### Stored items:
- - -
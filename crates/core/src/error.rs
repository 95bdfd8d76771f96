use crate::types::JobId;

/// Reasons a [`JobPatch`](crate::update::JobPatch) is refused before merging.
#[derive(Debug, Clone, PartialEq, Eq, thiserror::Error)]
pub enum PatchError {
    #[error("Job id must not be empty")]
    EmptyId,

    #[error("Job {id}: processed_functions ({processed}) exceeds total_functions ({total})")]
    ProgressOverflow {
        id: JobId,
        processed: u32,
        total: u32,
    },

    #[error("Job {0}: function result without a name")]
    UnnamedFunction(JobId),
}

/// Failure reported by the diagram-render collaborator.
///
/// The message is passed through to the view untouched.
#[derive(Debug, Clone, PartialEq, Eq, thiserror::Error)]
#[error("Render failed: {0}")]
pub struct RenderError(pub String);
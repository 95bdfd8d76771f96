//! Timestamp parsing for backend payloads.
//!
//! The backend emits ISO-8601 strings. Some carry an offset
//! (`2024-05-01T10:00:00+00:00`), others are naive
//! (`2024-05-01T10:00:00.123456`). Naive values are read as UTC.

use chrono::{DateTime, NaiveDateTime, SecondsFormat, Utc};
use serde::{Deserialize, Deserializer, Serializer};

use crate::types::Timestamp;

const NAIVE_FORMAT: &str = "%Y-%m-%dT%H:%M:%S%.f";

/// Parse an ISO-8601 timestamp, with or without an offset.
pub fn parse(raw: &str) -> Result<Timestamp, chrono::ParseError> {
    let raw = raw.trim();
    match DateTime::parse_from_rfc3339(raw) {
        Ok(dt) => Ok(dt.with_timezone(&Utc)),
        Err(_) => NaiveDateTime::parse_from_str(raw, NAIVE_FORMAT).map(|naive| naive.and_utc()),
    }
}

/// Format a timestamp as RFC 3339 with a `Z` suffix.
pub fn format(ts: &Timestamp) -> String {
    ts.to_rfc3339_opts(SecondsFormat::AutoSi, true)
}

/// `#[serde(with = "timestamp::required")]` for mandatory fields.
pub mod required {
    use super::*;

    pub fn serialize<S: Serializer>(ts: &Timestamp, serializer: S) -> Result<S::Ok, S::Error> {
        serializer.serialize_str(&format(ts))
    }

    pub fn deserialize<'de, D: Deserializer<'de>>(deserializer: D) -> Result<Timestamp, D::Error> {
        let raw = String::deserialize(deserializer)?;
        parse(&raw).map_err(serde::de::Error::custom)
    }
}

/// `#[serde(default, with = "timestamp::optional")]` for nullable fields.
pub mod optional {
    use super::*;

    pub fn serialize<S: Serializer>(
        ts: &Option<Timestamp>,
        serializer: S,
    ) -> Result<S::Ok, S::Error> {
        match ts {
            Some(ts) => serializer.serialize_str(&format(ts)),
            None => serializer.serialize_none(),
        }
    }

    pub fn deserialize<'de, D: Deserializer<'de>>(
        deserializer: D,
    ) -> Result<Option<Timestamp>, D::Error> {
        match Option::<String>::deserialize(deserializer)? {
            Some(raw) => parse(&raw).map(Some).map_err(serde::de::Error::custom),
            None => Ok(None),
        }
    }
}
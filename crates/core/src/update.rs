//! Update inputs for the job store.
//!
//! Every source of job knowledge (push events, list summaries, detail
//! snapshots, local seeding after submission) is normalised into a
//! [`JobPatch`] before it reaches [`JobStore::upsert`](crate::store::JobStore::upsert).

use serde::{Deserialize, Serialize};

use crate::error::PatchError;
use crate::job::{FunctionResult, JobStatus};
use crate::snapshot::{JobDetail, JobSummary};
use crate::types::{JobId, Timestamp};

/// Progress notification delivered over the push channel.
///
/// Carries counters only; function results and error messages are
/// fetched through a detail snapshot.
#[derive(Debug, Clone, PartialEq, Eq, Serialize, Deserialize)]
pub struct UpdateEvent {
    #[serde(alias = "jobId")]
    pub job_id: JobId,
    pub status: JobStatus,
    #[serde(default, alias = "totalFunctions")]
    pub total_functions: u32,
    #[serde(default, alias = "processedFunctions")]
    pub processed_functions: u32,
    #[serde(alias = "updatedAt", with = "crate::timestamp::required")]
    pub updated_at: Timestamp,
}

/// Where a patch came from.
#[derive(Debug, Clone, Copy, PartialEq, Eq)]
pub enum PatchOrigin {
    Push,
    Summary,
    Detail,
    Local,
}

/// Fields only a detail snapshot can supply.
#[derive(Debug, Clone, PartialEq, Eq, Default)]
pub struct PatchDetail {
    pub functions: Vec<FunctionResult>,
    pub error_message: Option<String>,
    pub source: Option<String>,
}

/// A partial or full job state to be merged into the store.
#[derive(Debug, Clone, PartialEq, Eq)]
pub struct JobPatch {
    pub id: JobId,
    pub status: JobStatus,
    pub created_at: Option<Timestamp>,
    pub updated_at: Option<Timestamp>,
    pub total_functions: u32,
    pub processed_functions: u32,
    /// `Some` only for [`PatchOrigin::Detail`].
    pub detail: Option<PatchDetail>,
    pub origin: PatchOrigin,
}

impl JobPatch {
    /// Seed for a job this client just created.
    pub fn seed(id: impl Into<JobId>, status: JobStatus, created_at: Timestamp) -> Self {
        Self {
            id: id.into(),
            status,
            created_at: Some(created_at),
            updated_at: None,
            total_functions: 0,
            processed_functions: 0,
            detail: None,
            origin: PatchOrigin::Local,
        }
    }

    pub fn validate(&self) -> Result<(), PatchError> {
        if self.id.is_empty() {
            return Err(PatchError::EmptyId);
        }
        if self.total_functions > 0 && self.processed_functions > self.total_functions {
            return Err(PatchError::ProgressOverflow {
                id: self.id.clone(),
                processed: self.processed_functions,
                total: self.total_functions,
            });
        }
        if let Some(detail) = &self.detail {
            if detail.functions.iter().any(|f| f.name.is_empty()) {
                return Err(PatchError::UnnamedFunction(self.id.clone()));
            }
        }
        Ok(())
    }
}

impl From<UpdateEvent> for JobPatch {
    fn from(event: UpdateEvent) -> Self {
        Self {
            id: event.job_id,
            status: event.status,
            created_at: None,
            updated_at: Some(event.updated_at),
            total_functions: event.total_functions,
            processed_functions: event.processed_functions,
            detail: None,
            origin: PatchOrigin::Push,
        }
    }
}

impl From<JobSummary> for JobPatch {
    fn from(summary: JobSummary) -> Self {
        Self {
            id: summary.id,
            status: summary.status,
            created_at: summary.created_at,
            updated_at: summary.updated_at,
            total_functions: summary.total_functions,
            processed_functions: summary.processed_functions,
            detail: None,
            origin: PatchOrigin::Summary,
        }
    }
}

impl From<JobDetail> for JobPatch {
    fn from(detail: JobDetail) -> Self {
        Self {
            id: detail.id,
            status: detail.status,
            created_at: detail.created_at,
            updated_at: detail.updated_at,
            total_functions: detail.total_functions,
            processed_functions: detail.processed_functions,
            detail: Some(PatchDetail {
                functions: detail.functions,
                error_message: detail.error_message,
                source: detail.code,
            }),
            origin: PatchOrigin::Detail,
        }
    }
}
- - -
Now that the records have been shown, restate each one word for word.

filename crates/core/src/error.rs
repository 95bdfd8d76771f96
use crate::types::JobId;

/// Reasons a [`JobPatch`](crate::update::JobPatch) is refused before merging.
#[derive(Debug, Clone, PartialEq, Eq, thiserror::Error)]
pub enum PatchError {
    #[error("Job id must not be empty")]
    EmptyId,

    #[error("Job {id}: processed_functions ({processed}) exceeds total_functions ({total})")]
    ProgressOverflow {
        id: JobId,
        processed: u32,
        total: u32,
    },

    #[error("Job {0}: function result without a name")]
    UnnamedFunction(JobId),
}

/// Failure reported by the diagram-render collaborator.
///
/// The message is passed through to the view untouched.
#[derive(Debug, Clone, PartialEq, Eq, thiserror::Error)]
#[error("Render failed: {0}")]
pub struct RenderError(pub String);
repository 95bdfd8d76771f96
//! Timestamp parsing for backend payloads.
//!
//! The backend emits ISO-8601 strings. Some carry an offset
//! (`2024-05-01T10:00:00+00:00`), others are naive
//! (`2024-05-01T10:00:00.123456`). Naive values are read as UTC.

use chrono::{DateTime, NaiveDateTime, SecondsFormat, Utc};
use serde::{Deserialize, Deserializer, Serializer};

use crate::types::Timestamp;

const NAIVE_FORMAT: &str = "%Y-%m-%dT%H:%M:%S%.f";

/// Parse an ISO-8601 timestamp, with or without an offset.
pub fn parse(raw: &str) -> Result<Timestamp, chrono::ParseError> {
    let raw = raw.trim();
    match DateTime::parse_from_rfc3339(raw) {
        Ok(dt) => Ok(dt.with_timezone(&Utc)),
        Err(_) => NaiveDateTime::parse_from_str(raw, NAIVE_FORMAT).map(|naive| naive.and_utc()),
    }
}

/// Format a timestamp as RFC 3339 with a `Z` suffix.
pub fn format(ts: &Timestamp) -> String {
    ts.to_rfc3339_opts(SecondsFormat::AutoSi, true)
}

/// `#[serde(with = "timestamp::required")]` for mandatory fields.
pub mod required {
    use super::*;

    pub fn serialize<S: Serializer>(ts: &Timestamp, serializer: S) -> Result<S::Ok, S::Error> {
        serializer.serialize_str(&format(ts))
    }

    pub fn deserialize<'de, D: Deserializer<'de>>(deserializer: D) -> Result<Timestamp, D::Error> {
        let raw = String::deserialize(deserializer)?;
        parse(&raw).map_err(serde::de::Error::custom)
    }
}

/// `#[serde(default, with = "timestamp::optional")]` for nullable fields.
pub mod optional {
    use super::*;

    pub fn serialize<S: Serializer>(
        ts: &Option<Timestamp>,
        serializer: S,
    ) -> Result<S::Ok, S::Error> {
        match ts {
            Some(ts) => serializer.serialize_str(&format(ts)),
            None => serializer.serialize_none(),
        }
    }

    pub fn deserialize<'de, D: Deserializer<'de>>(
        deserializer: D,
    ) -> Result<Option<Timestamp>, D::Error> {
        match Option::<String>::deserialize(deserializer)? {
            Some(raw) => parse(&raw).map(Some).map_err(serde::de::Error::custom),
            None => Ok(None),
        }
    }
}
filename crates/core/src/update.rs
//! Update inputs for the job store.
//!
//! Every source of job knowledge (push events, list summaries, detail
//! snapshots, local seeding after submission) is normalised into a
//! [`JobPatch`] before it reaches [`JobStore::upsert`](crate::store::JobStore::upsert).

use serde::{Deserialize, Serialize};

use crate::error::PatchError;
use crate::job::{FunctionResult, JobStatus};
use crate::snapshot::{JobDetail, JobSummary};
use crate::types::{JobId, Timestamp};

/// Progress notification delivered over the push channel.
///
/// Carries counters only; function results and error messages are
/// fetched through a detail snapshot.
#[derive(Debug, Clone, PartialEq, Eq, Serialize, Deserialize)]
pub struct UpdateEvent {
    #[serde(alias = "jobId")]
    pub job_id: JobId,
    pub status: JobStatus,
    #[serde(default, alias = "totalFunctions")]
    pub total_functions: u32,
    #[serde(default, alias = "processedFunctions")]
    pub processed_functions: u32,
    #[serde(alias = "updatedAt", with = "crate::timestamp::required")]
    pub updated_at: Timestamp,
}

/// Where a patch came from.
#[derive(Debug, Clone, Copy, PartialEq, Eq)]
pub enum PatchOrigin {
    Push,
    Summary,
    Detail,
    Local,
}

/// Fields only a detail snapshot can supply.
#[derive(Debug, Clone, PartialEq, Eq, Default)]
pub struct PatchDetail {
    pub functions: Vec<FunctionResult>,
    pub error_message: Option<String>,
    pub source: Option<String>,
}

/// A partial or full job state to be merged into the store.
#[derive(Debug, Clone, PartialEq, Eq)]
pub struct JobPatch {
    pub id: JobId,
    pub status: JobStatus,
    pub created_at: Option<Timestamp>,
    pub updated_at: Option<Timestamp>,
    pub total_functions: u32,
    pub processed_functions: u32,
    /// `Some` only for [`PatchOrigin::Detail`].
    pub detail: Option<PatchDetail>,
    pub origin: PatchOrigin,
}

impl JobPatch {
    /// Seed for a job this client just created.
    pub fn seed(id: impl Into<JobId>, status: JobStatus, created_at: Timestamp) -> Self {
        Self {
            id: id.into(),
            status,
            created_at: Some(created_at),
            updated_at: None,
            total_functions: 0,
            processed_functions: 0,
            detail: None,
            origin: PatchOrigin::Local,
        }
    }

    pub fn validate(&self) -> Result<(), PatchError> {
        if self.id.is_empty() {
            return Err(PatchError::EmptyId);
        }
        if self.total_functions > 0 && self.processed_functions > self.total_functions {
            return Err(PatchError::ProgressOverflow {
                id: self.id.clone(),
                processed: self.processed_functions,
                total: self.total_functions,
            });
        }
        if let Some(detail) = &self.detail {
            if detail.functions.iter().any(|f| f.name.is_empty()) {
                return Err(PatchError::UnnamedFunction(self.id.clone()));
            }
        }
        Ok(())
    }
}

impl From<UpdateEvent> for JobPatch {
    fn from(event: UpdateEvent) -> Self {
        Self {
            id: event.job_id,
            status: event.status,
            created_at: None,
            updated_at: Some(event.updated_at),
            total_functions: event.total_functions,
            processed_functions: event.processed_functions,
            detail: None,
            origin: PatchOrigin::Push,
        }
    }
}

impl From<JobSummary> for JobPatch {
    fn from(summary: JobSummary) -> Self {
        Self {
            id: summary.id,
            status: summary.status,
            created_at: summary.created_at,
            updated_at: summary.updated_at,
            total_functions: summary.total_functions,
            processed_functions: summary.processed_functions,
            detail: None,
            origin: PatchOrigin::Summary,
        }
    }
}

impl From<JobDetail> for JobPatch {
    fn from(detail: JobDetail) -> Self {
        Self {
            id: detail.id,
            status: detail.status,
            created_at: detail.created_at,
            updated_at: detail.updated_at,
            total_functions: detail.total_functions,
            processed_functions: detail.processed_functions,
            detail: Some(PatchDetail {
                functions: detail.functions,
                error_message: detail.error_message,
                source: detail.code,
            }),
            origin: PatchOrigin::Detail,
        }
    }
}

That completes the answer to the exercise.